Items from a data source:

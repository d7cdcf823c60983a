//! The [OptionPair] type: two independent optional slots handled jointly

use log::debug;

use crate::{
    error::PairError,
    presence::{Gate, Presence, Side},
};

/// Marker for the canonical both-empty pair.
///
/// Converts into an empty [OptionPair] of any type and compares equal to every
/// pair whose slots are both `None`.
#[derive(Debug, Clone, Copy, PartialEq, Eq, Hash, Default)]
pub struct Empty;

/// An immutable pair of independent optional values, `left` and `right`.
///
/// Every transformation consumes the pair and hands back a new one (or the
/// same one, unchanged). Use [OptionPair::as_ref] to work on borrowed values.
#[derive(Debug, Clone, Copy, PartialEq, Eq, Hash)]
pub struct OptionPair<T, R> {
    left: Option<T>,
    right: Option<R>,
}

/// The contents of an [OptionPair], tagged by presence state.
#[derive(Debug, Clone, Copy, PartialEq, Eq, Hash)]
pub enum Slots<T, R> {
    /// Both slots hold a value
    Both(T, R),
    /// Only the left slot holds a value
    Left(T),
    /// Only the right slot holds a value
    Right(R),
    /// Neither slot holds a value
    Neither,
}

impl<T, R> Slots<T, R> {
    /// Returns the presence state of these contents.
    pub fn presence(&self) -> Presence {
        match self {
            Slots::Both(..) => Presence::BothPresent,
            Slots::Left(_) => Presence::OnlyLeft,
            Slots::Right(_) => Presence::OnlyRight,
            Slots::Neither => Presence::BothEmpty,
        }
    }
}

impl<T, R> From<Slots<T, R>> for OptionPair<T, R> {
    fn from(slots: Slots<T, R>) -> Self {
        match slots {
            Slots::Both(l, r) => Self::of(Some(l), Some(r)),
            Slots::Left(l) => Self::of(Some(l), None),
            Slots::Right(r) => Self::of(None, Some(r)),
            Slots::Neither => Self::empty(),
        }
    }
}

impl<T, R> OptionPair<T, R> {
    /// Creates a new [OptionPair] from its two slots.
    #[inline]
    pub const fn of(left: Option<T>, right: Option<R>) -> Self {
        Self { left, right }
    }

    /// Creates a new [OptionPair] from containers that may themselves be missing.
    ///
    /// An outer `None` means the container was not supplied at all and is
    /// rejected with [PairError::NullArgument], the left side checked first.
    pub fn try_of(left: Option<Option<T>>, right: Option<Option<R>>) -> Result<Self, PairError> {
        let left = left.ok_or(PairError::NullArgument(Side::Left))?;
        let right = right.ok_or(PairError::NullArgument(Side::Right))?;
        Ok(Self::of(left, right))
    }

    /// The canonical both-empty pair.
    #[inline]
    pub const fn empty() -> Self {
        Self {
            left: None,
            right: None,
        }
    }

    /// Returns the left slot.
    pub fn left(&self) -> &Option<T> {
        &self.left
    }

    /// Returns the right slot.
    pub fn right(&self) -> &Option<R> {
        &self.right
    }

    /// Returns both slots in order, left first.
    pub fn get(&self) -> (&Option<T>, &Option<R>) {
        (&self.left, &self.right)
    }

    /// Consumes the pair, returning both slots in order.
    pub fn into_inner(self) -> (Option<T>, Option<R>) {
        (self.left, self.right)
    }

    /// Consumes the pair, returning the left slot.
    pub fn into_left(self) -> Option<T> {
        self.left
    }

    /// Consumes the pair, returning the right slot.
    pub fn into_right(self) -> Option<R> {
        self.right
    }

    /// Consumes the pair, returning its contents tagged by presence state.
    pub fn into_slots(self) -> Slots<T, R> {
        match (self.left, self.right) {
            (Some(l), Some(r)) => Slots::Both(l, r),
            (Some(l), None) => Slots::Left(l),
            (None, Some(r)) => Slots::Right(r),
            (None, None) => Slots::Neither,
        }
    }

    /// Converts from `&OptionPair<T, R>` to `OptionPair<&T, &R>`.
    pub fn as_ref(&self) -> OptionPair<&T, &R> {
        OptionPair::of(self.left.as_ref(), self.right.as_ref())
    }

    /// Converts from `&mut OptionPair<T, R>` to `OptionPair<&mut T, &mut R>`.
    pub fn as_mut(&mut self) -> OptionPair<&mut T, &mut R> {
        OptionPair::of(self.left.as_mut(), self.right.as_mut())
    }

    // ---- classification ----

    /// Classifies the pair into one of the four [Presence] states.
    #[inline]
    pub fn presence(&self) -> Presence {
        Presence::of(self.left.is_some(), self.right.is_some())
    }

    /// Returns true if both slots hold a value.
    pub fn is_both_present(&self) -> bool {
        self.presence().is_both_present()
    }

    /// Returns true if the left value is the only value.
    pub fn is_only_left_present(&self) -> bool {
        self.presence().is_only_left_present()
    }

    /// Returns true if the right value is the only value.
    pub fn is_only_right_present(&self) -> bool {
        self.presence().is_only_right_present()
    }

    /// Returns true if neither slot holds a value.
    pub fn is_both_empty(&self) -> bool {
        self.presence().is_both_empty()
    }

    /// Returns true if at least one slot holds a value.
    pub fn is_any_present(&self) -> bool {
        self.presence().is_any_present()
    }

    /// Returns true if at least one slot is empty.
    pub fn is_any_empty(&self) -> bool {
        self.presence().is_any_empty()
    }

    /// Returns true if the left slot holds a value.
    pub fn is_left_present(&self) -> bool {
        self.presence().is_left_present()
    }

    /// Returns true if the right slot holds a value.
    pub fn is_right_present(&self) -> bool {
        self.presence().is_right_present()
    }

    /// Returns true if the left slot is empty.
    pub fn is_left_empty(&self) -> bool {
        self.presence().is_left_empty()
    }

    /// Returns true if the right slot is empty.
    pub fn is_right_empty(&self) -> bool {
        self.presence().is_right_empty()
    }

    /// Returns true if the left slot is the only empty one.
    pub fn is_only_left_empty(&self) -> bool {
        self.presence().is_only_left_empty()
    }

    /// Returns true if the right slot is the only empty one.
    pub fn is_only_right_empty(&self) -> bool {
        self.presence().is_only_right_empty()
    }

    /// Whether `side` of this pair passes `gate`.
    pub fn admits(&self, gate: Gate, side: Side) -> bool {
        gate.admits(side, self.presence())
    }

    /// Takes the left value if it passes `gate`.
    pub fn gated_left(self, gate: Gate) -> Option<T> {
        if self.admits(gate, Side::Left) {
            self.left
        } else {
            None
        }
    }

    /// Takes the right value if it passes `gate`.
    pub fn gated_right(self, gate: Gate) -> Option<R> {
        if self.admits(gate, Side::Right) {
            self.right
        } else {
            None
        }
    }

    // ---- filtering ----

    /// Empties the left slot unless its value satisfies `predicate`.
    pub fn filter_left<P>(self, predicate: P) -> Self
    where
        P: FnOnce(&T) -> bool,
    {
        Self::of(self.left.filter(predicate), self.right)
    }

    /// Empties the right slot unless its value satisfies `predicate`.
    pub fn filter_right<P>(self, predicate: P) -> Self
    where
        P: FnOnce(&R) -> bool,
    {
        Self::of(self.left, self.right.filter(predicate))
    }

    /// Tests both values jointly.
    ///
    /// Only a pair with both values present is tested. When the test fails
    /// the whole pair collapses to [Empty], not just one of its sides. Pairs
    /// in any other state are returned unchanged.
    pub fn filter<P>(self, predicate: P) -> Self
    where
        P: FnOnce(&T, &R) -> bool,
    {
        let keep = match self.as_ref().into_slots() {
            Slots::Both(l, r) => predicate(l, r),
            Slots::Left(_) | Slots::Right(_) | Slots::Neither => true,
        };

        if keep {
            self
        } else {
            debug!("joint filter rejected both values, collapsing pair to empty");
            Self::empty()
        }
    }

    // ---- mapping ----

    /// Replaces a pair holding both values with the pair built by `f`.
    ///
    /// Any other pair becomes [Empty].
    pub fn map<U, D, F>(self, f: F) -> OptionPair<U, D>
    where
        F: FnOnce(T, R) -> OptionPair<U, D>,
    {
        match self.into_slots() {
            Slots::Both(l, r) => f(l, r),
            Slots::Left(_) | Slots::Right(_) | Slots::Neither => OptionPair::empty(),
        }
    }

    /// Returns `replacement` if both slots are empty, else `self`.
    pub fn map_if_both_empty(self, replacement: Self) -> Self {
        match self.presence() {
            Presence::BothEmpty => replacement,
            Presence::BothPresent | Presence::OnlyLeft | Presence::OnlyRight => self,
        }
    }

    /// Maps the left value, if present, leaving the right slot untouched.
    pub fn map_left<U, F>(self, f: F) -> OptionPair<U, R>
    where
        F: FnOnce(T) -> U,
    {
        OptionPair::of(self.left.map(f), self.right)
    }

    /// Maps the right value, if present, leaving the left slot untouched.
    pub fn map_right<U, F>(self, f: F) -> OptionPair<T, U>
    where
        F: FnOnce(R) -> U,
    {
        OptionPair::of(self.left, self.right.map(f))
    }

    /// Maps the left value when it is the only value of the pair.
    ///
    /// Otherwise the left slot is emptied, even if it held a value, and the
    /// right slot is kept.
    pub fn map_if_only_left_present<U, F>(self, f: F) -> OptionPair<U, R>
    where
        F: FnOnce(T) -> U,
    {
        match self.into_slots() {
            Slots::Left(l) => OptionPair::of(Some(f(l)), None),
            Slots::Both(_, r) | Slots::Right(r) => OptionPair::of(None, Some(r)),
            Slots::Neither => OptionPair::empty(),
        }
    }

    /// Maps the right value when it is the only value of the pair.
    ///
    /// Otherwise the right slot is emptied, even if it held a value, and the
    /// left slot is kept.
    pub fn map_if_only_right_present<U, F>(self, f: F) -> OptionPair<T, U>
    where
        F: FnOnce(R) -> U,
    {
        match self.into_slots() {
            Slots::Right(r) => OptionPair::of(None, Some(f(r))),
            Slots::Both(l, _) | Slots::Left(l) => OptionPair::of(Some(l), None),
            Slots::Neither => OptionPair::empty(),
        }
    }

    // ---- side effects ----

    /// Runs `action` and returns the pair untouched.
    pub fn run<A: FnOnce()>(self, action: A) -> Self {
        action();
        self
    }

    #[inline]
    fn run_if<A: FnOnce()>(self, condition: bool, action: A) -> Self {
        if condition {
            action();
        }
        self
    }

    /// Runs `action` if the left slot holds a value.
    pub fn run_if_left_present<A: FnOnce()>(self, action: A) -> Self {
        let condition = self.is_left_present();
        self.run_if(condition, action)
    }

    /// Runs `action` if the left value is the only value.
    pub fn run_if_only_left_present<A: FnOnce()>(self, action: A) -> Self {
        let condition = self.is_only_left_present();
        self.run_if(condition, action)
    }

    /// Runs `action` if the right slot holds a value.
    pub fn run_if_right_present<A: FnOnce()>(self, action: A) -> Self {
        let condition = self.is_right_present();
        self.run_if(condition, action)
    }

    /// Runs `action` if the right value is the only value.
    pub fn run_if_only_right_present<A: FnOnce()>(self, action: A) -> Self {
        let condition = self.is_only_right_present();
        self.run_if(condition, action)
    }

    /// Runs `action` if the left slot is empty.
    pub fn run_if_left_empty<A: FnOnce()>(self, action: A) -> Self {
        let condition = self.is_left_empty();
        self.run_if(condition, action)
    }

    /// Runs `action` when the right value is the only value of the pair.
    pub fn run_if_only_left_empty<A: FnOnce()>(self, action: A) -> Self {
        let condition = self.is_only_left_empty();
        self.run_if(condition, action)
    }

    /// Runs `action` if the right slot is empty.
    pub fn run_if_right_empty<A: FnOnce()>(self, action: A) -> Self {
        let condition = self.is_right_empty();
        self.run_if(condition, action)
    }

    /// Runs `action` when the left value is the only value of the pair.
    pub fn run_if_only_right_empty<A: FnOnce()>(self, action: A) -> Self {
        let condition = self.is_only_right_empty();
        self.run_if(condition, action)
    }

    /// Exchanges the two slots.
    pub fn swap(self) -> OptionPair<R, T> {
        OptionPair::of(self.right, self.left)
    }
}

impl<T> OptionPair<T, T> {
    /// Folds a pair of same-typed values into one:
    /// - if both are `None`, returns `None`
    /// - if one and only one has a value, returns that value in a `Some`
    /// - if both have values, applies the combining operation `op` with the two contained values
    #[inline]
    pub fn merge<F>(self, op: F) -> Option<T>
    where
        F: FnOnce(T, T) -> T,
    {
        match self.into_slots() {
            Slots::Neither => None,
            Slots::Right(r) => Some(r),
            Slots::Left(l) => Some(l),
            Slots::Both(l, r) => Some(op(l, r)),
        }
    }
}

impl<T> IntoIterator for OptionPair<T, T> {
    type Item = Option<T>;
    type IntoIter = std::array::IntoIter<Option<T>, 2>;

    fn into_iter(self) -> Self::IntoIter {
        [self.left, self.right].into_iter()
    }
}

impl<T, R> Default for OptionPair<T, R> {
    fn default() -> Self {
        Self::empty()
    }
}

impl<T, R> From<Empty> for OptionPair<T, R> {
    fn from(_: Empty) -> Self {
        Self::empty()
    }
}

impl<T, R> PartialEq<Empty> for OptionPair<T, R> {
    fn eq(&self, _: &Empty) -> bool {
        self.is_both_empty()
    }
}

impl<T, R> From<(Option<T>, Option<R>)> for OptionPair<T, R> {
    fn from((left, right): (Option<T>, Option<R>)) -> Self {
        Self::of(left, right)
    }
}

impl<T, R> From<OptionPair<T, R>> for (Option<T>, Option<R>) {
    fn from(pair: OptionPair<T, R>) -> Self {
        pair.into_inner()
    }
}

Exercise goal: Return, exactly, the lines from the first line of the records above to the line containing "of these contents.", both included.

Result for this exercise:
repository d7cdcf823c60983a
//! The [OptionPair] type: two independent optional slots handled jointly

use log::debug;

use crate::{
    error::PairError,
    presence::{Gate, Presence, Side},
};

/// Marker for the canonical both-empty pair.
///
/// Converts into an empty [OptionPair] of any type and compares equal to every
/// pair whose slots are both `None`.
#[derive(Debug, Clone, Copy, PartialEq, Eq, Hash, Default)]
pub struct Empty;

/// An immutable pair of independent optional values, `left` and `right`.
///
/// Every transformation consumes the pair and hands back a new one (or the
/// same one, unchanged). Use [OptionPair::as_ref] to work on borrowed values.
#[derive(Debug, Clone, Copy, PartialEq, Eq, Hash)]
pub struct OptionPair<T, R> {
    left: Option<T>,
    right: Option<R>,
}

/// The contents of an [OptionPair], tagged by presence state.
#[derive(Debug, Clone, Copy, PartialEq, Eq, Hash)]
pub enum Slots<T, R> {
    /// Both slots hold a value
    Both(T, R),
    /// Only the left slot holds a value
    Left(T),
    /// Only the right slot holds a value
    Right(R),
    /// Neither slot holds a value
    Neither,
}

impl<T, R> Slots<T, R> {
    /// Returns the presence state of these contents.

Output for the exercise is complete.